The number line may help you understand standard deviation. If we were to put five and seven on a number line, seven is to the right of five. We say, then, that seven is one standard deviation to the right of five because \(5 + (1)(2) = 7\).

If one were also part of the data set, then one is two standard deviations to the left of five because \(5 + (-2)(2) = 1\).

• In general, a value = mean + (#ofSTDEV)(standard deviation)
• where #ofSTDEVs = the number of standard deviations
• #ofSTDEV does not need to be an integer
• One is two standard deviations less than the mean of five because: \(1 = 5 + (-2)(2)\).

The equation value = mean + (#ofSTDEVs)(standard deviation) can be expressed for a sample and for a population.

• sample: \[x = \bar{x} + \text{(#ofSTDEV)(s)}\]
• Population: \[x = \mu + \text{(#ofSTDEV)(s)}\]

The lower case letter s represents the sample standard deviation and the Greek letter \(\sigma\) (sigma, lower case) represents the population standard deviation.

The symbol \(\bar{x}\) is the sample mean and the Greek symbol \(\mu\) is the population mean.

Calculating the Standard Deviation

If \(x\) is a number, then the difference "\(x\) – mean" is called its deviation . In a data set, there are as many deviations as there are items in the data set. The deviations are used to calculate the standard deviation. If the numbers belong to a population, in symbols a deviation is \(x - \mu\). For sample data, in symbols a deviation is \(x - \bar{x}\).

The procedure to calculate the standard deviation depends on whether the numbers are the entire population or are data from a sample. The calculations are similar, but not identical. Therefore the symbol used to represent the standard deviation depends on whether it is calculated from a population or a sample. The lower case letter s represents the sample standard deviation and the Greek letter \(\sigma\) (sigma, lower case) represents the population standard deviation. If the sample has the same characteristics as the population, then s should be a good estimate of \(\sigma\).

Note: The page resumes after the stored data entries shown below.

use chatmock_shared::validate::{validate_form, validate_message, validate_patch};
use chatmock_shared::{MessageForm, MessageId, MessageKind};
use chatmock_store::{Message, MessageBody};
use chatmock_timeline::view::time_label;
use chatmock_timeline::{DisplayHints, TimelineView};
use serde::Serialize;
use serde_json::Value;
use tracing::debug;

use crate::error::Result;
use crate::events::{MessagesChangedPayload, EVENT_MESSAGES_CHANGED};
use crate::state::Session;

#[derive(Debug, Clone, Serialize)]
#[serde(rename_all = "camelCase")]
pub struct MessageDto {
    pub id: String,
    #[serde(rename = "type")]
    pub kind: MessageKind,
    #[serde(skip_serializing_if = "Option::is_none")]
    pub content: Option<String>,
    #[serde(skip_serializing_if = "Option::is_none")]
    pub image_url: Option<String>,
    #[serde(skip_serializing_if = "Option::is_none")]
    pub image_alt: Option<String>,
    pub sender_id: String,
    pub sender_name: String,
    pub is_user: bool,
    pub timestamp: String,
    pub time_label: String,
    pub hints: DisplayHints,
}

impl MessageDto {
    pub fn from_message(m: &Message, hints: DisplayHints) -> Self {
        let (content, image_url, image_alt) = match &m.body {
            MessageBody::Text { content } => (Some(content.clone()), None, None),
            MessageBody::Image { image_url, alt } => {
                (None, Some(image_url.clone()), Some(alt.clone()))
            }
        };
        Self {
            id: m.id.to_string(),
            kind: m.kind(),
            content,
            image_url,
            image_alt,
            sender_id: m.sender.id.to_string(),
            sender_name: m.sender.name.clone(),
            is_user: m.is_user,
            timestamp: m.timestamp.format("%Y-%m-%dT%H:%M:%S").to_string(),
            time_label: time_label(&m.timestamp),
            hints,
        }
    }
}

/// Add one message from the typed form.
pub fn add_message(session: &mut Session, form: &MessageForm) -> Result<MessageId> {
    let descriptor = validate_form(form)?;
    let id = session.conversation.add_message(&descriptor)?;
    notify(session, "added");
    Ok(id)
}

/// Add one message from a raw JSON object.
pub fn add_message_value(session: &mut Session, value: &Value) -> Result<MessageId> {
    let descriptor = validate_message(value)?;
    let id = session.conversation.add_message(&descriptor)?;
    notify(session, "added");
    Ok(id)
}

/// Apply a partial edit. Returns `false` when no message has that id.
pub fn edit_message(session: &mut Session, id: &str, patch: &Value) -> Result<bool> {
    let patch = validate_patch(patch)?;
    let id = MessageId::from(id);
    let found = session.conversation.edit_message(&id, &patch)?;
    if found {
        notify(session, "edited");
    } else {
        debug!(msg_id = %id, "Edit ignored, unknown message");
    }
    Ok(found)
}

pub fn delete_message(session: &mut Session, id: &str) -> bool {
    let id = MessageId::from(id);
    let found = session.conversation.delete_message(&id);
    if found {
        notify(session, "deleted");
    }
    found
}

pub fn clear_messages(session: &mut Session) -> usize {
    let removed = session.conversation.clear_messages();
    notify(session, "cleared");
    removed
}

/// All messages in order, each with its hints under the active skin.
pub fn list_messages(session: &Session) -> Vec<MessageDto> {
    let messages = session.conversation.messages();
    session
        .skin()
        .hints(messages)
        .into_iter()
        .zip(messages)
        .map(|(hints, m)| MessageDto::from_message(m, hints))
        .collect()
}

/// Skin view with the session's title and status bar overrides applied.
pub fn timeline_view(session: &Session) -> TimelineView<'_> {
    let mut view = TimelineView::build(session.skin(), &session.conversation);
    if let Some(ref title) = session.settings.chat_title {
        view = view.with_title(title.clone());
    }
    if let Some(ref time) = session.settings.status_time {
        view = view.with_status_time(time.clone());
    }
    view
}

pub(crate) fn notify(session: &Session, reason: &'static str) {
    session.emit(
        EVENT_MESSAGES_CHANGED,
        MessagesChangedPayload {
            count: session.conversation.len(),
            reason,
        },
    );
}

To calculate the standard deviation, we need to calculate the variance first. The variance is the average of the squares of the deviations (the \(x - \bar{x}\) values for a sample, or the \(x - \mu\) values for a population). The symbol \(\sigma^{2}\) represents the population variance; the population standard deviation \(\sigma\) is the square root of the population variance. The symbol \(s^{2}\) represents the sample variance; the sample standard deviation s is the square root of the sample variance. You can think of the standard deviation as a special average of the deviations.

If the numbers come from a census of the entire population and not a sample, when we calculate the average of the squared deviations to find the variance, we divide by \(N\), the number of items in the population. If the data are from a sample rather than a population, when we calculate the average of the squared deviations, we divide by n – 1 , one less than the number of items in the sample.

Formulas for the Sample Standard Deviation

\[s = \sqrt{\dfrac{\sum(x-\bar{x})^{2}}{n-1}} \label{eq1}\]

\[s = \sqrt{\dfrac{\sum f (x-\bar{x})^{2}}{n-1}} \label{eq2}\]

For the sample standard deviation, the denominator is \(n - 1\), that is the sample size MINUS 1.

Formulas for the Population Standard Deviation

\[\sigma = \sqrt{\dfrac{\sum(x-\mu)^{2}}{N}} \label{eq3} \]

\[\sigma = \sqrt{\dfrac{\sum f (x-\mu)^{2}}{N}} \label{eq4}\]

For the population standard deviation, the denominator is \(N\), the number of items in the population.

In Equations \ref{eq2} and \ref{eq4}, \(f\) represents the frequency with which a value appears. For example, if a value appears once, \(f\) is one. If a value appears three times in the data set or population, \(f\) is three.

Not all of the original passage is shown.